The only failure scenario detected for the PDP context Deactivation procedure is a missing reply to the Deactivation Request:

• Deactivation request not replied (after the 5th attempt)

6.4.2 Additional notes Inter-RAT Handover and SM This is a summary of scenarios occurring in PS Inter-RAT Handover (UMTS GPRS) that are handled by the SM Event Diagram:

• The first event usually detected by the SM Event Diagram is a PDP context Activation with UE in UMTS coverage. However, the diagram also recognizes:

▫ A PDP context deactivation (from UMTS). This may occur if the logs start with the UE already having an active PDP context.

▫ An inter-RAT Cell Change Order from UTRAN, which causes a UMTS GPRS transition for a UEs in Cell_DCH or Cell_FACH state.

▫ A GPRS UMTS transition. In this case, it is always assumed that only one PDP Context is active at the time the transition occurs. Moreover the GPRS SM/GMM activity eventually occurring before the transition is not taken into account.
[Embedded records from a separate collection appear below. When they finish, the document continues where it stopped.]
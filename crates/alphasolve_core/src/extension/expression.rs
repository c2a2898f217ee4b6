//! Arithmetic expression evaluation for the built-in executor.
//!
//! Grammar (lowest to highest precedence):
//! `sum := product (('+' | '-') product)*`,
//! `product := unary (('*' | '/') unary)*`,
//! `unary := '-' unary | power`,
//! `power := atom ('^' unary)?`,
//! `atom := number | ident | ident '(' sum ')' | '(' sum ')'`.
//!
//! Nesting through `unary` is capped at [`MAX_NESTING_DEPTH`].

use crate::model::context::{Context, VariableType};
use std::error::Error;
use std::fmt::{Display, Formatter};

/// Deepest accepted chain of signs, exponents and parentheses.
pub const MAX_NESTING_DEPTH: usize = 256;

/// Evaluation failures. `UnknownVariable` is expected for symbolic input.
#[derive(Debug, Clone, PartialEq)]
pub enum ExpressionError {
    Empty,
    UnexpectedChar(char),
    UnexpectedEnd,
    UnexpectedToken(String),
    UnknownVariable(String),
    UnknownFunction(String),
    NotFinite,
    TooDeep,
}

impl Display for ExpressionError {
    fn fmt(&self, f: &mut Formatter<'_>) -> std::fmt::Result {
        match self {
            Self::Empty => write!(f, "expression is empty"),
            Self::UnexpectedChar(c) => write!(f, "unexpected character `{c}`"),
            Self::UnexpectedEnd => write!(f, "unexpected end of expression"),
            Self::UnexpectedToken(token) => write!(f, "unexpected token `{token}`"),
            Self::UnknownVariable(name) => write!(f, "no numerical value for `{name}`"),
            Self::UnknownFunction(name) => write!(f, "unknown function `{name}`"),
            Self::NotFinite => write!(f, "result is not a finite number"),
            Self::TooDeep => write!(
                f,
                "expression nests deeper than {MAX_NESTING_DEPTH} levels"
            ),
        }
    }
}

impl Error for ExpressionError {}

#[derive(Debug, Clone, PartialEq)]
enum Token {
    Number(f64),
    Ident(String),
    Op(char),
    Open,
    Close,
}

/// Evaluates `source` using numerical variables from `context`.
pub fn evaluate(source: &str, context: &Context) -> Result<f64, ExpressionError> {
    let tokens = tokenize(source)?;
    if tokens.is_empty() {
        return Err(ExpressionError::Empty);
    }
    let mut parser = Parser {
        tokens,
        position: 0,
        depth: 0,
        context,
    };
    let value = parser.sum()?;
    if let Some(token) = parser.peek() {
        return Err(ExpressionError::UnexpectedToken(format!("{token:?}")));
    }
    if !value.is_finite() {
        return Err(ExpressionError::NotFinite);
    }
    Ok(value)
}

/// Formats a value the way solutions are displayed: integers without `.0`.
pub fn format_number(value: f64) -> String {
    if value.fract() == 0.0 && value.abs() < 1e15 {
        format!("{}", value as i64)
    } else {
        format!("{value}")
    }
}

fn tokenize(source: &str) -> Result<Vec<Token>, ExpressionError> {
    let mut tokens = Vec::new();
    let chars: Vec<char> = source.chars().collect();
    let mut i = 0;
    while i < chars.len() {
        let c = chars[i];
        if c.is_whitespace() {
            i += 1;
        } else if c.is_ascii_digit() || c == '.' {
            let start = i;
            while i < chars.len() && (chars[i].is_ascii_digit() || chars[i] == '.') {
                i += 1;
            }
            let literal: String = chars[start..i].iter().collect();
            let value = literal
                .parse::<f64>()
                .map_err(|_| ExpressionError::UnexpectedToken(literal.clone()))?;
            tokens.push(Token::Number(value));
        } else if c.is_alphabetic() || c == '_' {
            let start = i;
            while i < chars.len() && (chars[i].is_alphanumeric() || chars[i] == '_') {
                i += 1;
            }
            tokens.push(Token::Ident(chars[start..i].iter().collect()));
        } else {
            let token = match c {
                '+' | '-' | '*' | '/' | '^' => Token::Op(c),
                '(' => Token::Open,
                ')' => Token::Close,
                other => return Err(ExpressionError::UnexpectedChar(other)),
            };
            tokens.push(token);
            i += 1;
        }
    }
    Ok(tokens)
}

struct Parser<'a> {
    tokens: Vec<Token>,
    position: usize,
    depth: usize,
    context: &'a Context,
}

impl Parser<'_> {
    fn peek(&self) -> Option<&Token> {
        self.tokens.get(self.position)
    }

    fn next(&mut self) -> Option<Token> {
        let token = self.tokens.get(self.position).cloned();
        self.position += 1;
        token
    }

    fn eat_op(&mut self, ops: &[char]) -> Option<char> {
        match self.peek() {
            Some(Token::Op(op)) if ops.contains(op) => {
                let op = *op;
                self.position += 1;
                Some(op)
            }
            _ => None,
        }
    }

    fn sum(&mut self) -> Result<f64, ExpressionError> {
        let mut value = self.product()?;
        while let Some(op) = self.eat_op(&['+', '-']) {
            let rhs = self.product()?;
            value = if op == '+' { value + rhs } else { value - rhs };
        }
        Ok(value)
    }

    fn product(&mut self) -> Result<f64, ExpressionError> {
        let mut value = self.unary()?;
        while let Some(op) = self.eat_op(&['*', '/']) {
            let rhs = self.unary()?;
            value = if op == '*' { value * rhs } else { value / rhs };
        }
        Ok(value)
    }

    fn unary(&mut self) -> Result<f64, ExpressionError> {
        if self.depth >= MAX_NESTING_DEPTH {
            return Err(ExpressionError::TooDeep);
        }
        self.depth += 1;
        let value = if self.eat_op(&['-']).is_some() {
            self.unary().map(|value| -value)
        } else {
            self.power()
        };
        self.depth -= 1;
        value
    }

    fn power(&mut self) -> Result<f64, ExpressionError> {
        let base = self.atom()?;
        if self.eat_op(&['^']).is_some() {
            let exponent = self.unary()?;
            return Ok(base.powf(exponent));
        }
        Ok(base)
    }

    fn atom(&mut self) -> Result<f64, ExpressionError> {
        match self.next() {
            Some(Token::Number(value)) => Ok(value),
            Some(Token::Open) => {
                let value = self.sum()?;
                self.expect_close()?;
                Ok(value)
            }
            Some(Token::Ident(name)) => {
                if self.peek() == Some(&Token::Open) {
                    self.position += 1;
                    let argument = self.sum()?;
                    self.expect_close()?;
                    return apply_function(&name, argument);
                }
                self.lookup(&name)
            }
            Some(token) => Err(ExpressionError::UnexpectedToken(format!("{token:?}"))),
            None => Err(ExpressionError::UnexpectedEnd),
        }
    }

    fn expect_close(&mut self) -> Result<(), ExpressionError> {
        match self.next() {
            Some(Token::Close) => Ok(()),
            Some(token) => Err(ExpressionError::UnexpectedToken(format!("{token:?}"))),
            None => Err(ExpressionError::UnexpectedEnd),
        }
    }

    fn lookup(&self, name: &str) -> Result<f64, ExpressionError> {
        let from_context = self
            .context
            .get(name)
            .filter(|variable| variable.kind == VariableType::Numerical)
            .and_then(|variable| variable.first_value())
            .and_then(|value| value.trim().parse::<f64>().ok());
        match (from_context, name) {
            (Some(value), _) => Ok(value),
            (None, "pi") => Ok(std::f64::consts::PI),
            (None, "E") => Ok(std::f64::consts::E),
            (None, _) => Err(ExpressionError::UnknownVariable(name.to_string())),
        }
    }
}

fn apply_function(name: &str, argument: f64) -> Result<f64, ExpressionError> {
    let value = match name {
        "sqrt" => argument.sqrt(),
        "sin" => argument.sin(),
        "cos" => argument.cos(),
        "tan" => argument.tan(),
        "ln" => argument.ln(),
        "log" => argument.log10(),
        "exp" => argument.exp(),
        other => return Err(ExpressionError::UnknownFunction(other.to_string())),
    };
    Ok(value)
}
• Just like during UMTS coverage the number of PDP Contexts active in GPRS is tracked, although such information is not displayed until the UE returns to UMTS coverage. Throughout the GPRS session only, an “in GPRS” flag will appear. No attributes are displayed for SM events occurring in GPRS.

However, once the UE is in GPRS mode, the following GPRS NAS procedures are detected:

▫ PDP context Activation/Deactivation

▫ PS Detach

▫ PS Attach

The detection of the above procedures in GPRS is fundamental in order to keep track of the correct number of PDP Contexts active when the UE returns eventually to 3G.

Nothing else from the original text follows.